The initialize() method (Java, C++, Python) marks the command start, and is called exactly once per time a command is scheduled. The initialize() method should be used to place the command in a known starting state for execution. Command objects may be reused and scheduled multiple times, so any state or resources needed for the command’s functionality should be initialized or opened in initialize (which will be called at the start of each use) rather than the constructor (which is invoked only once on object allocation). It is also useful for performing tasks that only need to be performed once per time scheduled, such as setting motors to run at a constant speed or setting the state of a solenoid actuator.

Execution

The execute() method (Java, C++, Python) is called repeatedly while the command is scheduled; this is when the scheduler’s run() method is called (this is generally done in the main robot periodic method, which runs every 20ms by default). The execute block should be used for any task that needs to be done continually while the command is scheduled, such as updating motor outputs to match joystick inputs, or using the output of a control loop.

Ending

The end(bool interrupted) method (Java, C++, Python) is called once when the command ends, whether it finishes normally (i.e. isFinished() returned true) or it was interrupted (either by another command or by being explicitly canceled). The method argument specifies the manner in which the command ended; users can use this to differentiate the behavior of their command end accordingly. The end block should be used to «wrap up» command state in a neat way, such as setting motors back to zero or reverting a solenoid actuator to a «default» state. Any state or resources initialized in initialize() should be closed in end().

Specifying end conditions

The isFinished() method (Java, C++, Python) is called repeatedly while the command is scheduled, whenever the scheduler’s run() method is called. As soon as it returns true, the command’s end() method is called and it ends. The isFinished() method is called after the execute() method, so the command will execute once on the same iteration that it ends.

Command Properties

In addition to the four lifecycle methods described above, each Command also has three properties, defined by getter methods that should always return the same value with no side affects.

getRequirements

Each command should declare any subsystems it controls as requirements. This backs the scheduler’s resource management mechanism, ensuring that no more than one command requires a given subsystem at the same time. This prevents situations such as two different pieces of code attempting to set the same motor controller to different output values.

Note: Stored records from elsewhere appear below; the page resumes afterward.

//! Status enum tests for the entity crate
//! These tests avoid complex sea-orm async patterns that cause compilation issues

use entity::{
    members::MemberStatus,
    mission_authorizations::MissionStatus,
    report_attachments::AttachmentType,
    reports::{ReportStatus, ReportType},
    users::{UserRole, UserStatus},
};

/// Test UserStatus enum values
#[test]
fn test_user_status_values() {
    assert_eq!(format!("{}", UserStatus::Pending), "pending");
    assert_eq!(format!("{}", UserStatus::Active), "active");
    assert_eq!(format!("{}", UserStatus::Rejected), "rejected");
    assert_eq!(format!("{}", UserStatus::Suspended), "suspended");
}

/// Test UserRole enum values
#[test]
fn test_user_role_values() {
    assert_eq!(format!("{}", UserRole::Admin), "admin");
    assert_eq!(format!("{}", UserRole::Member), "member");
    assert_ne!(UserRole::Admin, UserRole::Member);
}

/// Test MissionStatus enum values
#[test]
fn test_mission_status_values() {
    assert_eq!(format!("{}", MissionStatus::Draft), "draft");
    assert_eq!(format!("{}", MissionStatus::Pending), "pending");
    assert_eq!(format!("{}", MissionStatus::Approved), "approved");
    assert_eq!(format!("{}", MissionStatus::Rejected), "rejected");
    assert_eq!(format!("{}", MissionStatus::Completed), "completed");
}

/// Only draft missions are editable
#[test]
fn test_mission_status_editable() {
    assert!(MissionStatus::Draft.is_editable());
    assert!(!MissionStatus::Pending.is_editable());
    assert!(!MissionStatus::Approved.is_editable());
    assert!(!MissionStatus::Rejected.is_editable());
    assert!(!MissionStatus::Completed.is_editable());
}

/// Approval is only legal from draft or pending
#[test]
fn test_mission_status_can_approve() {
    assert!(MissionStatus::Draft.can_approve());
    assert!(MissionStatus::Pending.can_approve());
    assert!(!MissionStatus::Approved.can_approve());
    assert!(!MissionStatus::Rejected.can_approve());
    assert!(!MissionStatus::Completed.can_approve());
}

/// Reports may only reference approved or completed missions
#[test]
fn test_mission_status_accepts_reports() {
    assert!(MissionStatus::Approved.accepts_reports());
    assert!(MissionStatus::Completed.accepts_reports());
    assert!(!MissionStatus::Draft.accepts_reports());
    assert!(!MissionStatus::Pending.accepts_reports());
    assert!(!MissionStatus::Rejected.accepts_reports());
}

/// Test ReportStatus enum values
#[test]
fn test_report_status_values() {
    assert_eq!(format!("{}", ReportStatus::Draft), "draft");
    assert_eq!(format!("{}", ReportStatus::Submitted), "submitted");
    assert_eq!(format!("{}", ReportStatus::UnderReview), "under-review");
    assert_eq!(format!("{}", ReportStatus::Approved), "approved");
    assert_eq!(format!("{}", ReportStatus::Rejected), "rejected");
}

/// Draft and rejected are the only editable report states
#[test]
fn test_report_status_editable() {
    assert!(ReportStatus::Draft.is_editable());
    assert!(ReportStatus::Rejected.is_editable());
    assert!(!ReportStatus::Submitted.is_editable());
    assert!(!ReportStatus::UnderReview.is_editable());
    assert!(!ReportStatus::Approved.is_editable());
}

/// Submit is legal from draft and from rejected (resubmission)
#[test]
fn test_report_status_can_submit() {
    assert!(ReportStatus::Draft.can_submit());
    assert!(ReportStatus::Rejected.can_submit());
    assert!(!ReportStatus::Submitted.can_submit());
    assert!(!ReportStatus::Approved.can_submit());
}

/// Review decisions are legal only for in-flight reports
#[test]
fn test_report_status_can_review() {
    assert!(ReportStatus::Submitted.can_review());
    assert!(ReportStatus::UnderReview.can_review());
    assert!(!ReportStatus::Draft.can_review());
    assert!(!ReportStatus::Approved.can_review());
    assert!(!ReportStatus::Rejected.can_review());
}

/// Test ReportType enum values
#[test]
fn test_report_type_values() {
    assert_eq!(format!("{}", ReportType::Mission), "mission");
    assert_eq!(format!("{}", ReportType::Activity), "activity");
}

/// Test MemberStatus enum values
#[test]
fn test_member_status_values() {
    assert_eq!(format!("{}", MemberStatus::Active), "active");
    assert_eq!(format!("{}", MemberStatus::Inactive), "inactive");
}

/// Test AttachmentType enum values
#[test]
fn test_attachment_type_values() {
    assert_eq!(format!("{}", AttachmentType::Image), "image");
    assert_eq!(format!("{}", AttachmentType::Document), "document");
    assert_eq!(format!("{}", AttachmentType::Spreadsheet), "spreadsheet");
    assert_eq!(format!("{}", AttachmentType::Presentation), "presentation");
    assert_eq!(format!("{}", AttachmentType::Video), "video");
    assert_eq!(format!("{}", AttachmentType::Audio), "audio");
    assert_eq!(format!("{}", AttachmentType::Archive), "archive");
    assert_eq!(format!("{}", AttachmentType::Other), "other");
}

/// Test enum Clone and Debug
#[test]
fn test_enum_clone_and_debug() {
    assert_eq!(MissionStatus::Draft.clone(), MissionStatus::Draft);
    assert_eq!(ReportStatus::Submitted.clone(), ReportStatus::Submitted);

    let debug = format!("{:?}", ReportStatus::UnderReview);
    assert!(debug.contains("UnderReview"));
}
//! # Health Endpoint

use axum::{extract::State, Json};
use serde_json::{json, Value};

use crate::AppState;

/// `GET /health`
pub async fn health(State(state): State<AppState>) -> Json<Value> {
    Json(json!({
        "status": "ok",
        "uptime_secs": state.uptime_secs(),
    }))
}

Declaring requirements is done by overriding the getRequirements() method in the relevant command class, by calling addRequirements(), or by using the requirements vararg (Java) / Requirements struct (C++) parameter / requirements argument (Python) at the end of the parameter list of most command constructors and factories in the library:

Commands.run(intake::activate, intake);
frc2::cmd::Run([&intake] { intake.Activate(); }, {&intake});
commands2.cmd.run(intake.activate, intake)

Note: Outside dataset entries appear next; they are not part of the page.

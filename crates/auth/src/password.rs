//! Password hashing and verification utilities using Argon2id.
//!
//! Hashes are stored in a PHC-like format carrying the algorithm
//! parameters, so parameters can be raised later without invalidating
//! existing credentials.

use argon2::{Algorithm, Argon2, Params, Version};
use base64::prelude::*;
use rand::{rng, RngCore};
use secrecy::{ExposeSecret, SecretString};
use thiserror::Error;

/// Errors that can occur during password operations.
#[derive(Debug, Error)]
pub enum PasswordError {
    #[error("Hashing failed: {0}")]
    HashingFailed(String),

    #[error("Verification failed: password does not match")]
    VerificationFailed,

    #[error("Invalid hash format")]
    InvalidHashFormat,

    #[error("Base64 decoding failed: {0}")]
    DecodingFailed(#[from] base64::DecodeError),
}

/// Configuration for Argon2id password hashing.
#[derive(Debug, Clone)]
pub struct PasswordConfig {
    /// Memory cost in KiB (default: 15 MiB = 15360 KiB)
    pub memory_cost: u32,
    /// Number of iterations (default: 3)
    pub time_cost:   u32,
    /// Number of lanes (default: 2)
    pub parallelism: u32,
    /// Length of the generated hash (default: 32 bytes)
    pub hash_length: u32,
    /// Length of the salt (default: 16 bytes)
    pub salt_length: u32,
}

impl Default for PasswordConfig {
    fn default() -> Self {
        Self {
            memory_cost: 15360, // 15 MiB
            time_cost:   3,
            parallelism: 2,
            hash_length: 32,
            salt_length: 16,
        }
    }
}

/// Hashes a password using Argon2id.
///
/// # Example
///
/// ```
/// use auth::password::hash_password;
/// use secrecy::SecretString;
///
/// let password = SecretString::from("my_secure_password".to_string());
/// let hash = hash_password(&password, None).unwrap();
/// ```
pub fn hash_password(password: &SecretString, config: Option<PasswordConfig>) -> Result<SecretString, PasswordError> {
    let config = config.unwrap_or_default();

    let mut salt = vec![0u8; config.salt_length as usize];
    rng().fill_bytes(&mut salt);

    let argon2 = Argon2::new(
        Algorithm::Argon2id,
        Version::V0x13,
        Params::new(
            config.memory_cost,
            config.time_cost,
            config.parallelism,
            Some(config.hash_length as usize),
        )
        .map_err(|e| PasswordError::HashingFailed(e.to_string()))?,
    );

    let mut output = vec![0u8; config.hash_length as usize];
    argon2
        .hash_password_into(password.expose_secret().as_bytes(), &salt, &mut output)
        .map_err(|e| PasswordError::HashingFailed(e.to_string()))?;

    // Format: $argon2id$v=19$m=15360,t=3,p=2$<salt_base64>$<hash_base64>
    let salt_b64 = BASE64_STANDARD.encode(&salt);
    let hash_b64 = BASE64_STANDARD.encode(&output);

    let hash_format = format!(
        "$argon2id$v=19$m={},t={},p={}${}${}",
        config.memory_cost, config.time_cost, config.parallelism, salt_b64, hash_b64
    );

    Ok(SecretString::from(hash_format))
}

/// Verifies a password against a stored hash.
///
/// # Example
///
/// ```
/// use auth::password::{hash_password, verify_password};
/// use secrecy::{ExposeSecret, SecretString};
///
/// let password = SecretString::from("my_secure_password".to_string());
/// let hash = hash_password(&password, None).unwrap();
///
/// assert!(verify_password(&password, hash.expose_secret()).is_ok());
/// ```
pub fn verify_password(password: &SecretString, expected_hash: &str) -> Result<(), PasswordError> {
    // Splitting by '$' gives: ["", "argon2id", "v=19", "m=...,t=...,p=...", "<salt>", "<hash>"]
    let parts: Vec<&str> = expected_hash.split('$').collect();
    if parts.len() != 6 {
        return Err(PasswordError::InvalidHashFormat);
    }

    if parts[1] != "argon2id" || parts[2] != "v=19" {
        return Err(PasswordError::InvalidHashFormat);
    }

    let params_str = parts[3];
    let salt = BASE64_STANDARD.decode(parts[4])?;
    let stored_hash = BASE64_STANDARD.decode(parts[5])?;

    let memory_cost = parse_param(params_str, 'm').unwrap_or(15360);
    let time_cost = parse_param(params_str, 't').unwrap_or(3);
    let parallelism = parse_param(params_str, 'p').unwrap_or(2);

    let argon2 = Argon2::new(
        Algorithm::Argon2id,
        Version::V0x13,
        Params::new(memory_cost, time_cost, parallelism, Some(stored_hash.len()))
            .map_err(|e| PasswordError::HashingFailed(e.to_string()))?,
    );

    let mut computed_hash = vec![0u8; stored_hash.len()];
    argon2
        .hash_password_into(
            password.expose_secret().as_bytes(),
            &salt,
            &mut computed_hash,
        )
        .map_err(|e| PasswordError::HashingFailed(e.to_string()))?;

    use subtle::ConstantTimeEq;
    if computed_hash.as_slice().ct_eq(&stored_hash).into() {
        Ok(())
    }
    else {
        Err(PasswordError::VerificationFailed)
    }
}

/// Parse one parameter (like `m=15360`) out of a `m=...,t=...,p=...` string.
fn parse_param(params: &str, name: char) -> Option<u32> {
    params
        .split(',')
        .find_map(|p| p.strip_prefix(name)?.strip_prefix('='))
        .and_then(|v| v.parse().ok())
}

/// Checks if a password meets the registration policy.
///
/// Requires at least 8 characters with an uppercase letter, a lowercase
/// letter, and a digit.
pub fn validate_password_strength(password: &str) -> Result<(), Vec<PasswordValidationError>> {
    let mut errors = Vec::new();

    if password.len() < 8 {
        errors.push(PasswordValidationError::TooShort);
    }

    if password.len() > 256 {
        errors.push(PasswordValidationError::TooLong);
    }

    if !password.chars().any(|c| c.is_uppercase()) {
        errors.push(PasswordValidationError::MissingUppercase);
    }

    if !password.chars().any(|c| c.is_lowercase()) {
        errors.push(PasswordValidationError::MissingLowercase);
    }

    if !password.chars().any(|c| c.is_ascii_digit()) {
        errors.push(PasswordValidationError::MissingDigit);
    }

    if errors.is_empty() {
        Ok(())
    }
    else {
        Err(errors)
    }
}

/// Errors for password validation.
#[derive(Debug, Error)]
pub enum PasswordValidationError {
    #[error("Password must be at least 8 characters long")]
    TooShort,

    #[error("Password must be at most 256 characters long")]
    TooLong,

    #[error("Password must contain at least one uppercase letter")]
    MissingUppercase,

    #[error("Password must contain at least one lowercase letter")]
    MissingLowercase,

    #[error("Password must contain at least one digit")]
    MissingDigit,
}

#[cfg(test)]
mod tests {
    use super::*;

    #[test]
    fn test_hash_and_verify() {
        let password = SecretString::from("TestPassword123".to_string());
        let hash = hash_password(&password, None).unwrap();
        let result = verify_password(&password, hash.expose_secret());
        assert!(result.is_ok(), "Verification failed: {:?}", result);
    }

    #[test]
    fn test_wrong_password_fails() {
        let password = SecretString::from("CorrectPassword1".to_string());
        let wrong_password = SecretString::from("WrongPassword1".to_string());
        let hash = hash_password(&password, None).unwrap();
        assert!(verify_password(&wrong_password, hash.expose_secret()).is_err());
    }

    #[test]
    fn test_malformed_hash_rejected() {
        let password = SecretString::from("TestPassword123".to_string());
        assert!(matches!(
            verify_password(&password, "not-a-hash"),
            Err(PasswordError::InvalidHashFormat)
        ));
        assert!(matches!(
            verify_password(&password, "$bcrypt$v=19$m=1,t=1,p=1$aa$bb"),
            Err(PasswordError::InvalidHashFormat)
        ));
    }

    #[test]
    fn test_parse_param() {
        assert_eq!(parse_param("m=15360,t=3,p=2", 'm'), Some(15360));
        assert_eq!(parse_param("m=15360,t=3,p=2", 't'), Some(3));
        assert_eq!(parse_param("m=15360,t=3,p=2", 'p'), Some(2));
        assert_eq!(parse_param("m=15360,t=3", 'p'), None);
    }

    #[test]
    fn test_password_validation() {
        assert!(validate_password_strength("abc").is_err());
        assert!(validate_password_strength("alllowercase1").is_err());
        assert!(validate_password_strength("NoDigitsHere").is_err());
        assert!(validate_password_strength("GoodPass1").is_ok());
    }
}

As a rule, command compositions require all subsystems their components require.

runsWhenDisabled

The runsWhenDisabled() method (Java, C++, Python) returns a boolean/bool specifying whether the command may run when the robot is disabled. With the default of returning false, the command will be canceled when the robot is disabled and attempts to schedule it will do nothing. Returning true will allow the command to run and be scheduled when the robot is disabled.

Importante

When the robot is disabled, PWM outputs are disabled and CAN motor controllers may not apply voltage, regardless of runsWhenDisabled!

This property can be set either by overriding the runsWhenDisabled() method in the relevant command class, or by using the ignoringDisable decorator (Java, C++, Python):

Command mayRunDuringDisabled = Commands.run(() -> updateTelemetry()).ignoringDisable(true);
frc2::CommandPtr mayRunDuringDisabled = frc2::cmd::Run([] { UpdateTelemetry(); }).IgnoringDisable(true);
may_run_during_disabled = commands2.cmd.run(lambda: update_telemetry()).ignoring_disable(True)

As a rule, command compositions may run when disabled if all their component commands set runsWhenDisabled as true.

getInterruptionBehavior

The getInterruptionBehavior() method (Java, C++, Python) defines what happens if another command sharing a requirement is scheduled while this one is running. In the default behavior, kCancelSelf, the current command will be canceled and the incoming command will be scheduled successfully. If kCancelIncoming is returned, the incoming command’s scheduling will be aborted and this command will continue running. Note that getInterruptionBehavior only affects resolution of requirement conflicts: all commands can be canceled, regardless of getInterruptionBehavior.

Nota

This was previously controlled by the interruptible parameter passed when scheduling a command, and is now a property of the command object.

This property can be set either by overriding the getInterruptionBehavior method in the relevant command class, or by using the withInterruptBehavior() decorator (Java, C++, Python)

Command noninteruptible = Commands.run(intake::activate, intake).withInterruptBehavior(Command.InterruptBehavior.kCancelIncoming);
frc2::CommandPtr noninterruptible = frc2::cmd::Run([&intake] { intake.Activate(); }, {&intake}).WithInterruptBehavior(Command::InterruptBehavior::kCancelIncoming);
non_interruptible = commands2.cmd.run(intake.activate, intake).with_interrupt_behavior(Command.InterruptBehavior.kCancelIncoming)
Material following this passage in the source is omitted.